2007 GSA Denver Annual Meeting (28–31 October 2007)

Paper No. 8
Presentation Time: 10:15 AM

CARBONIFEROUS SPATIAL AND TEMPORAL CLIMATE CHANGE IN SOUTHERN EURAMERICA


CECIL, C. Blaine, US Geol Survey, Reston, VA 20192, bcecil@usgs.gov

A long-term cool mode that began in the Late Devonian resulted in late Famennian glacial deposits in the Appalachian basin. In addition, coal deposits, chemically reduced fluvial sediments, highly leached paleosols, and a relative increase in terrestrial organic matter in both marine and nonmarine strata, are indicative of a humid climate that persisted for 15 m.y. into the early Visean (mid Osagean) in eastern North America. The subsequent early Visean to late Serpukhovian 20 m.y. warm mode was accompanied by sea level rise and a switch to aridity as indicated by dry-climate paleosols and evaporites throughout much of eastern North America.
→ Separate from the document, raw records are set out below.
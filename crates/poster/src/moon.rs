//! Lunar phase from a fixed synodic-month approximation.
//!
//! Elapsed time since a reference new moon, modulo the mean synodic month,
//! places `now` in the cycle.  Only the 24 hours ending at an exact new or
//! full moon instant are reported.

use chrono::{DateTime, Duration, Utc};

/// 2020-12-14T16:16:00Z, a new moon.
pub const REFERENCE_NEW_MOON_MS: i64 = 1_607_962_560_000;

/// Mean synodic month: 2 551 443 s.
pub const SYNODIC_MONTH_MS: i64 = 2_551_443_000;

const HALF_CYCLE_MS: i64 = SYNODIC_MONTH_MS / 2;
const DAY_MS: i64 = 24 * 60 * 60 * 1000;

const NEW_MOON_MARK: &str = "○";
const FULL_MOON_MARK: &str = "●";

#[derive(Debug, Clone, Copy, PartialEq, Eq)]
pub enum MoonPhase {
    New,
    Full,
}

impl MoonPhase {
    pub fn label(self) -> &'static str {
        match self {
            MoonPhase::New => "New Moon",
            MoonPhase::Full => "Full Moon",
        }
    }

    fn opposite(self) -> Self {
        match self {
            MoonPhase::New => MoonPhase::Full,
            MoonPhase::Full => MoonPhase::New,
        }
    }
}

/// Milliseconds since the most recent new moon.
fn since_new_moon_ms(now: DateTime<Utc>) -> i64 {
    (now.timestamp_millis() - REFERENCE_NEW_MOON_MS).rem_euclid(SYNODIC_MONTH_MS)
}

/// The phase whose exact instant falls within the next 24 hours
/// (inclusive of now), if any.
pub fn phase_today(now: DateTime<Utc>) -> Option<MoonPhase> {
    let since_new = since_new_moon_ms(now);
    let till_new = (SYNODIC_MONTH_MS - since_new).rem_euclid(SYNODIC_MONTH_MS);
    if till_new < DAY_MS {
        return Some(MoonPhase::New);
    }
    let till_full = HALF_CYCLE_MS - since_new;
    if (0..DAY_MS).contains(&till_full) {
        return Some(MoonPhase::Full);
    }
    None
}

/// Announcement for today, or `None` on ordinary days.
pub fn moon_phase_today(now: DateTime<Utc>) -> Option<String> {
    let phase = phase_today(now)?;
    let next = now + Duration::milliseconds(HALF_CYCLE_MS);
    Some(format!(
        "Today {} is {}; next {} is on {}.",
        now.format("%A, %B %-d"),
        phase.label(),
        phase.opposite().label(),
        next.format("%A, %B %-d"),
    ))
}

/// About a year of alternating new and full moons, grouped by year and
/// month, starting from the most recent new moon.
pub fn moon_calendar(now: DateTime<Utc>) -> String {
    let last_new = now - Duration::milliseconds(since_new_moon_ms(now));
    let horizon = last_new + Duration::weeks(54);
    let half = Duration::milliseconds(HALF_CYCLE_MS);

    let mut out = String::new();
    let mut year = String::new();
    let mut month = String::new();
    let mut moment = last_new;
    let mut i = 0usize;
    while moment < horizon {
        let y = moment.format("%Y").to_string();
        if y != year {
            out.push_str(&format!("\n\nYear {y}\n"));
            year = y;
        }
        let m = moment.format("%b").to_string();
        if m != month {
            out.push_str(&format!("\n{m} "));
            month = m;
        }
        let mark = if i % 2 == 0 { NEW_MOON_MARK } else { FULL_MOON_MARK };
        // Dates are shown a few hours earlier so late-UTC phases land on
        // the evening they are visible in the Americas.
        let shown = moment - Duration::hours(4);
        out.push_str(&format!("{}:{mark} ", shown.format("%a/%-d")));
        moment += half;
        i += 1;
    }
    out
}
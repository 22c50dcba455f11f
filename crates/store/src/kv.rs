//! Cloudflare Workers KV implementation of [`CursorStore`].
//!
//! `KvStore` wraps a `reqwest::Client` and maps `get`/`set` onto the
//! namespace `values/{key}` endpoint, with automatic retry + exponential
//! back-off on transient (5xx / timeout / connection) failures.

use std::time::{Duration, Instant};

use async_trait::async_trait;
use dp_domain::config::KvConfig;
use dp_domain::error::{Error, Result};
use dp_domain::trace::TraceEvent;
use reqwest::{Client, RequestBuilder, Response, StatusCode, Url};
use uuid::Uuid;

use crate::provider::CursorStore;

// ━━━━━━━━━━━━━━━━━━━━━━━━━━━━━━━━━━━━━━━━━━━━━━━━━━━━━━━━━━━━━━━━━━
// Client
// ━━━━━━━━━━━━━━━━━━━━━━━━━━━━━━━━━━━━━━━━━━━━━━━━━━━━━━━━━━━━━━━━━━

#[derive(Debug, Clone)]
pub struct KvStore {
    http: Client,
    base_url: Url,
    account_id: String,
    namespace_id: String,
    token: String,
    max_retries: u32,
}

/// Outcome of a request that may legitimately find nothing.
enum Fetched {
    Found(Response),
    Missing,
}

impl KvStore {
    /// Build a new client from the `[store.kv]` config and a bearer token.
    pub fn new(cfg: &KvConfig, token: String) -> Result<Self> {
        let http = Client::builder()
            .timeout(Duration::from_millis(cfg.timeout_ms))
            .build()
            .map_err(|e| Error::Http(e.to_string()))?;
        let base_url = Url::parse(&cfg.base_url)
            .map_err(|e| Error::Config(format!("store.kv.base_url: {e}")))?;
        if base_url.cannot_be_a_base() {
            return Err(Error::Config(format!(
                "store.kv.base_url: {} is not a base URL",
                cfg.base_url
            )));
        }

        Ok(Self {
            http,
            base_url,
            account_id: cfg.account_id.clone(),
            namespace_id: cfg.namespace_id.clone(),
            token,
            max_retries: cfg.max_retries,
        })
    }

    /// `{base}/accounts/{account}/storage/kv/namespaces/{ns}/values/{key}`,
    /// each segment percent-encoded.
    fn value_url(&self, key: &str) -> Url {
        let mut url = self.base_url.clone();
        // `new` rejects cannot-be-a-base URLs.
        if let Ok(mut segments) = url.path_segments_mut() {
            segments.pop_if_empty().extend([
                "accounts",
                self.account_id.as_str(),
                "storage",
                "kv",
                "namespaces",
                self.namespace_id.as_str(),
                "values",
                key,
            ]);
        }
        url
    }

    fn decorate(&self, rb: RequestBuilder) -> RequestBuilder {
        rb.bearer_auth(&self.token)
            .header("X-Trace-Id", Uuid::new_v4().to_string())
    }

    // ── retry engine ─────────────────────────────────────────────────

    /// Execute a request with retry + exponential back-off on transient errors.
    ///
    /// * Retries on 5xx status codes and on transport errors.
    /// * Does **not** retry on 4xx; 404 is reported as [`Fetched::Missing`].
    /// * Emits a `TraceEvent::StoreCall` after every attempt.
    async fn execute_with_retry(
        &self,
        op: &str,
        key: &str,
        build_request: impl Fn() -> RequestBuilder,
    ) -> Result<Fetched> {
        let mut last_err: Option<Error> = None;

        for attempt in 0..=self.max_retries {
            if attempt > 0 {
                let backoff = Duration::from_millis(100 * 2u64.pow(attempt - 1));
                tokio::time::sleep(backoff).await;
            }

            let start = Instant::now();
            let result = self.decorate(build_request()).send().await;
            let duration_ms = start.elapsed().as_millis() as u64;

            let status = match &result {
                Ok(resp) => resp.status().as_u16(),
                Err(e) => e.status().map(|s| s.as_u16()).unwrap_or(0),
            };
            TraceEvent::StoreCall {
                backend: "kv".into(),
                op: op.into(),
                key: key.into(),
                status,
                duration_ms,
            }
            .emit();

            match result {
                Ok(resp) if resp.status() == StatusCode::NOT_FOUND => {
                    return Ok(Fetched::Missing);
                }
                Ok(resp) if resp.status().is_server_error() => {
                    let body = resp.text().await.unwrap_or_default();
                    last_err = Some(Error::Store(format!("kv {op} {key} returned {status}: {body}")));
                    continue;
                }
                Ok(resp) if resp.status().is_client_error() => {
                    let resp_status = resp.status();
                    let body = resp.text().await.unwrap_or_default();
                    if resp_status == StatusCode::UNAUTHORIZED
                        || resp_status == StatusCode::FORBIDDEN
                    {
                        return Err(Error::Auth(format!("kv {op} auth failed ({status}): {body}")));
                    }
                    return Err(Error::Store(format!("kv {op} {key} returned {status}: {body}")));
                }
                Ok(resp) => return Ok(Fetched::Found(resp)),
                Err(e) => {
                    tracing::debug!(attempt, error = %e, "kv request failed, will retry");
                    last_err = Some(from_reqwest(e));
                }
            }
        }

        Err(last_err.unwrap_or_else(|| Error::Store(format!("kv {op} {key}: all retries exhausted"))))
    }
}

/// Convert a `reqwest::Error` into the shared error type.
pub fn from_reqwest(e: reqwest::Error) -> Error {
    if e.is_timeout() {
        Error::Timeout(e.to_string())
    } else {
        Error::Http(e.to_string())
    }
}

// ━━━━━━━━━━━━━━━━━━━━━━━━━━━━━━━━━━━━━━━━━━━━━━━━━━━━━━━━━━━━━━━━━━
// Trait implementation
// ━━━━━━━━━━━━━━━━━━━━━━━━━━━━━━━━━━━━━━━━━━━━━━━━━━━━━━━━━━━━━━━━━━

#[async_trait]
impl CursorStore for KvStore {
    async fn get(&self, key: &str) -> Result<String> {
        let url = self.value_url(key);
        match self
            .execute_with_retry("get", key, || self.http.get(url.clone()))
            .await?
        {
            Fetched::Missing => Ok(String::new()),
            Fetched::Found(resp) => resp.text().await.map_err(from_reqwest),
        }
    }

    async fn set(&self, key: &str, value: &str) -> Result<()> {
        let url = self.value_url(key);
        let fetched = self
            .execute_with_retry("set", key, || {
                let form = reqwest::multipart::Form::new()
                    .text("metadata", "{}")
                    .text("value", value.to_owned());
                self.http.put(url.clone()).multipart(form)
            })
            .await?;
        match fetched {
            Fetched::Found(_) => Ok(()),
            Fetched::Missing => Err(Error::Store(format!(
                "kv set {key}: namespace {} not found",
                self.namespace_id
            ))),
        }
    }

    fn backend(&self) -> &'static str {
        "kv"
    }
}
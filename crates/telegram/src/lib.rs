//! `dp-telegram` — the outbound side of daypost.
//!
//! [`Sender`] is the seam the feeds publish through.  [`TelegramSender`]
//! talks to the Bot API with MarkdownV2 formatting, [`StdoutSender`] prints
//! messages for dry runs.

pub mod client;
pub mod escape;
pub mod sender;

pub use client::TelegramSender;
pub use escape::{escape, escape_except, escape_feed_text, escape_underscore_runs};
pub use sender::{MessageRef, Sender, StdoutSender};
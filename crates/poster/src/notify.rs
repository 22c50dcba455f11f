//! Operator channel: feed errors and lifecycle notices go to an admin chat.

use std::sync::Arc;

use dp_telegram::Sender;

#[derive(Clone)]
pub struct Notifier {
    sender: Arc<dyn Sender>,
    chat_id: String,
}

impl Notifier {
    /// An empty `chat_id` turns every report into a no-op.
    pub fn new(sender: Arc<dyn Sender>, chat_id: impl Into<String>) -> Self {
        Self {
            sender,
            chat_id: chat_id.into(),
        }
    }

    pub fn is_enabled(&self) -> bool {
        !self.chat_id.is_empty()
    }

    /// Best effort.  Failures are logged and swallowed.
    pub async fn report(&self, text: &str) {
        if !self.is_enabled() {
            return;
        }
        if let Err(e) = self.sender.notify(text, &self.chat_id).await {
            tracing::warn!(error = %e, notice = text, "operator notice not delivered");
        }
    }
}
//! Process-local store.  Used by `--dry-run` and by tests.

use std::collections::HashMap;

use async_trait::async_trait;
use dp_domain::error::Result;
use parking_lot::RwLock;

use crate::provider::CursorStore;

#[derive(Debug, Default)]
pub struct MemoryStore {
    values: RwLock<HashMap<String, String>>,
}

impl MemoryStore {
    pub fn new() -> Self {
        Self::default()
    }

    /// Build a store pre-seeded with `(key, value)` pairs.
    pub fn with_values<K, V>(values: impl IntoIterator<Item = (K, V)>) -> Self
    where
        K: Into<String>,
        V: Into<String>,
    {
        Self {
            values: RwLock::new(
                values
                    .into_iter()
                    .map(|(k, v)| (k.into(), v.into()))
                    .collect(),
            ),
        }
    }

    /// Current value of `key`, if it was ever set.
    pub fn peek(&self, key: &str) -> Option<String> {
        self.values.read().get(key).cloned()
    }
}

#[async_trait]
impl CursorStore for MemoryStore {
    async fn get(&self, key: &str) -> Result<String> {
        Ok(self.peek(key).unwrap_or_default())
    }

    async fn set(&self, key: &str, value: &str) -> Result<()> {
        self.values.write().insert(key.to_owned(), value.to_owned());
        Ok(())
    }

    fn backend(&self) -> &'static str {
        "memory"
    }
}
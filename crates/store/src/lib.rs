//! `dp-store` — durable named strings for daypost cursors.
//!
//! Provides the [`CursorStore`] trait and three backends:
//!
//! | Backend  | Implementation  | Best for                          |
//! |----------|-----------------|-----------------------------------|
//! | `yaml`   | [`YamlFileStore`] | single host, state next to config (default) |
//! | `kv`     | [`KvStore`]       | Cloudflare Workers KV, stateless hosts |
//! | `memory` | [`MemoryStore`]   | dry runs and tests                 |
//!
//! Every backend reads a never-written key as `""`.

pub mod kv;
pub mod memory;
pub mod provider;
pub mod yaml;

// ── Re-exports for ergonomic imports ─────────────────────────────────

pub use kv::{from_reqwest, KvStore};
pub use memory::MemoryStore;
pub use provider::CursorStore;
pub use yaml::YamlFileStore;

use std::sync::Arc;

use dp_domain::config::{StoreBackend, StoreConfig};
use dp_domain::error::{Error, Result};

/// Create the [`CursorStore`] selected by `store.backend`.
pub fn create_store(cfg: &StoreConfig) -> Result<Arc<dyn CursorStore>> {
    match cfg.backend {
        StoreBackend::Yaml => {
            tracing::info!(path = %cfg.yaml_path.display(), "using yaml cursor store");
            Ok(Arc::new(YamlFileStore::new(cfg.yaml_path.clone())))
        }
        StoreBackend::Kv => {
            let token = cfg.kv.resolve_token().ok_or_else(|| {
                Error::Config(format!("kv backend selected but ${} is not set", cfg.kv.token_env))
            })?;
            let store = KvStore::new(&cfg.kv, token)?;
            tracing::info!(
                account_id = %cfg.kv.account_id,
                namespace_id = %cfg.kv.namespace_id,
                "using workers kv cursor store"
            );
            Ok(Arc::new(store))
        }
        StoreBackend::Memory => {
            tracing::warn!("using in-memory cursor store; cursors are lost on exit");
            Ok(Arc::new(MemoryStore::new()))
        }
    }
}
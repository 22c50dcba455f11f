mod feeds;
mod observability;
mod store;
mod telegram;

pub use feeds::*;
pub use observability::*;
pub use store::*;
pub use telegram::*;

use serde::{Deserialize, Serialize};
use std::fmt;

// ━━━━━━━━━━━━━━━━━━━━━━━━━━━━━━━━━━━━━━━━━━━━━━━━━━━━━━━━━━━━━━━━━━
// Top-level config
// ━━━━━━━━━━━━━━━━━━━━━━━━━━━━━━━━━━━━━━━━━━━━━━━━━━━━━━━━━━━━━━━━━━

#[derive(Debug, Clone, Serialize, Deserialize)]
pub struct Config {
    /// Seconds between the start of two consecutive ticks.
    #[serde(default = "d_interval_secs")]
    pub interval_secs: u64,
    /// No feed posts before this hour (UTC), 0–23.
    #[serde(default = "d_posting_start_hour")]
    pub posting_start_hour: u32,
    #[serde(default)]
    pub telegram: TelegramConfig,
    #[serde(default)]
    pub store: StoreConfig,
    #[serde(default)]
    pub feeds: FeedsConfig,
    #[serde(default)]
    pub observability: ObservabilityConfig,
}

impl Default for Config {
    fn default() -> Self {
        Self {
            interval_secs: d_interval_secs(),
            posting_start_hour: d_posting_start_hour(),
            telegram: TelegramConfig::default(),
            store: StoreConfig::default(),
            feeds: FeedsConfig::default(),
            observability: ObservabilityConfig::default(),
        }
    }
}

fn d_interval_secs() -> u64 {
    600
}

fn d_posting_start_hour() -> u32 {
    4
}

// ━━━━━━━━━━━━━━━━━━━━━━━━━━━━━━━━━━━━━━━━━━━━━━━━━━━━━━━━━━━━━━━━━━
// Config validation
// ━━━━━━━━━━━━━━━━━━━━━━━━━━━━━━━━━━━━━━━━━━━━━━━━━━━━━━━━━━━━━━━━━━

/// Severity level for a configuration issue.
#[derive(Debug, Clone, Copy, PartialEq, Eq)]
pub enum ConfigSeverity {
    Error,
    Warning,
}

/// A single configuration validation issue.
#[derive(Debug, Clone)]
pub struct ConfigError {
    pub severity: ConfigSeverity,
    pub field: String,
    pub message: String,
}

impl fmt::Display for ConfigError {
    fn fmt(&self, f: &mut fmt::Formatter<'_>) -> fmt::Result {
        let tag = match self.severity {
            ConfigSeverity::Error => "ERROR",
            ConfigSeverity::Warning => "WARN",
        };
        write!(f, "[{tag}] {}: {}", self.field, self.message)
    }
}

impl ConfigError {
    fn error(field: impl Into<String>, message: impl Into<String>) -> Self {
        Self {
            severity: ConfigSeverity::Error,
            field: field.into(),
            message: message.into(),
        }
    }

    fn warning(field: impl Into<String>, message: impl Into<String>) -> Self {
        Self {
            severity: ConfigSeverity::Warning,
            field: field.into(),
            message: message.into(),
        }
    }
}

impl Config {
    /// Validate the configuration and return a list of issues.
    ///
    /// Returns an empty vec when everything looks good.
    pub fn validate(&self) -> Vec<ConfigError> {
        let mut errors = Vec::new();

        if self.posting_start_hour > 23 {
            errors.push(ConfigError::error(
                "posting_start_hour",
                format!(
                    "invalid hour {} (must be between 0 and 23)",
                    self.posting_start_hour
                ),
            ));
        }

        if self.interval_secs == 0 {
            errors.push(ConfigError::error(
                "interval_secs",
                "interval must be greater than 0",
            ));
        }

        if self.telegram.resolve_token().is_none() {
            errors.push(ConfigError::error(
                "telegram.token",
                format!(
                    "no bot token (set ${} or telegram.token)",
                    self.telegram.token_env
                ),
            ));
        }

        if self.telegram.log_chat_id.is_empty() {
            errors.push(ConfigError::warning(
                "telegram.log_chat_id",
                "no operator chat; errors are only written to the log",
            ));
        }

        if !self.observability.sample_rate_in_range() {
            errors.push(ConfigError::error(
                "observability.sample_rate",
                format!(
                    "sample rate {} is outside 0.0..=1.0",
                    self.observability.sample_rate
                ),
            ));
        }

        self.validate_store(&mut errors);
        self.validate_feeds(&mut errors);

        errors
    }

    /// `true` when no issue of `Error` severity is present.
    pub fn is_valid(&self) -> bool {
        self.validate()
            .iter()
            .all(|e| e.severity != ConfigSeverity::Error)
    }

    fn validate_store(&self, errors: &mut Vec<ConfigError>) {
        match self.store.backend {
            StoreBackend::Kv => {
                let kv = &self.store.kv;
                if kv.account_id.is_empty() {
                    errors.push(ConfigError::error(
                        "store.kv.account_id",
                        "account_id must not be empty for the kv backend",
                    ));
                }
                if kv.namespace_id.is_empty() {
                    errors.push(ConfigError::error(
                        "store.kv.namespace_id",
                        "namespace_id must not be empty for the kv backend",
                    ));
                }
                if kv.resolve_token().is_none() {
                    errors.push(ConfigError::error(
                        "store.kv.token_env",
                        format!("${} is not set", kv.token_env),
                    ));
                }
            }
            StoreBackend::Yaml => {
                if self.store.yaml_path.as_os_str().is_empty() {
                    errors.push(ConfigError::error(
                        "store.yaml_path",
                        "yaml_path must not be empty for the yaml backend",
                    ));
                }
            }
            StoreBackend::Memory => {
                errors.push(ConfigError::warning(
                    "store.backend",
                    "memory backend keeps cursors only until the process exits",
                ));
            }
        }
    }

    fn validate_feeds(&self, errors: &mut Vec<ConfigError>) {
        let moon = &self.feeds.moon_phase;
        if moon.enabled && moon.chat_id.is_empty() && self.telegram.log_chat_id.is_empty() {
            errors.push(ConfigError::error(
                "feeds.moon_phase.chat_id",
                "chat_id must not be empty when the feed is enabled",
            ));
        }

        let book = &self.feeds.book_of_days;
        if book.path.is_some() {
            if book.chat_id.is_empty() {
                errors.push(ConfigError::error(
                    "feeds.book_of_days.chat_id",
                    "chat_id must not be empty when path is set",
                ));
            }
            if book.pattern_template.is_empty() {
                errors.push(ConfigError::error(
                    "feeds.book_of_days.pattern_template",
                    "pattern_template must not be empty when path is set",
                ));
            } else {
                let sample = book.pattern_template.replace("monthday", "January 1");
                if let Err(e) = regex::Regex::new(&sample) {
                    errors.push(ConfigError::error(
                        "feeds.book_of_days.pattern_template",
                        format!("invalid regex: {e}"),
                    ));
                }
            }
        }

        let lesson = &self.feeds.lesson;
        if lesson.path.is_some() && lesson.chat_id.is_empty() {
            errors.push(ConfigError::error(
                "feeds.lesson.chat_id",
                "chat_id must not be empty when path is set",
            ));
        }
        if let Some(pattern) = &lesson.terminal_pattern {
            if let Err(e) = regex::Regex::new(pattern) {
                errors.push(ConfigError::error(
                    "feeds.lesson.terminal_pattern",
                    format!("invalid regex `{pattern}`: {e}"),
                ));
            }
        }
        // Feb 29 is rejected: the epoch has to exist in every year.
        if chrono::NaiveDate::from_ymd_opt(2023, lesson.epoch_month, lesson.epoch_day).is_none() {
            errors.push(ConfigError::error(
                "feeds.lesson.epoch_month",
                format!(
                    "{}/{} is not a calendar date in every year",
                    lesson.epoch_month, lesson.epoch_day
                ),
            ));
        }
        if lesson.max_len == 0 {
            errors.push(ConfigError::error(
                "feeds.lesson.max_len",
                "max_len must be greater than 0",
            ));
        }
    }
}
The ensuing 15 m.y. mid Carboniferous cool mode began in the late Serpukhovian (late Chesterian) and was accompanied by sea level fall and perhumid conditions. These late Serpukhovian to early Moskovian (late Atokan) humid conditions resulted in intense chemical weathering, extensive karsting of carbonate strata from the Appalachian basin into western North America, and coal deposits preserved in tectonically subsiding cratonic basins. The succeeding 5 m.y. early Moscovian to late Kasimovian warm mode (Desmoinesian to Missourian) caused sea level rise with coeval continental-scale climate drying. The Late Carboniferous warm mode culminated in the Kasimovian (Missourian) when dry subhumid to arid conditions spanned North America. Consequently, coal formation was curtailed, and copious amounts of carbonate minerals in paleosols as well as evaporites indicate a dry paleoclimate. The onset of a cool mode in the Gzhelian (Virgilian) that culminated in the Permian was accompanied by a moderate increase in humid conditions as indicated by the return of coal-forming conditions in eastern North America. Similarly, shorter term glacial and interglacial intervals exhibit a comparable wet-dry pattern; glacial intervals were humid and interglacials were relatively dry. Thus, Late Paleozoic strata across North America indicate that cool periods were relatively wet when compared to preceding and subsequent warm periods. Ice volume was the predominant control on global atmospheric pressure belts, variations in monsoonal winds, and rainfall patterns in the low latitudes of the Late Paleozoic paleogeographies.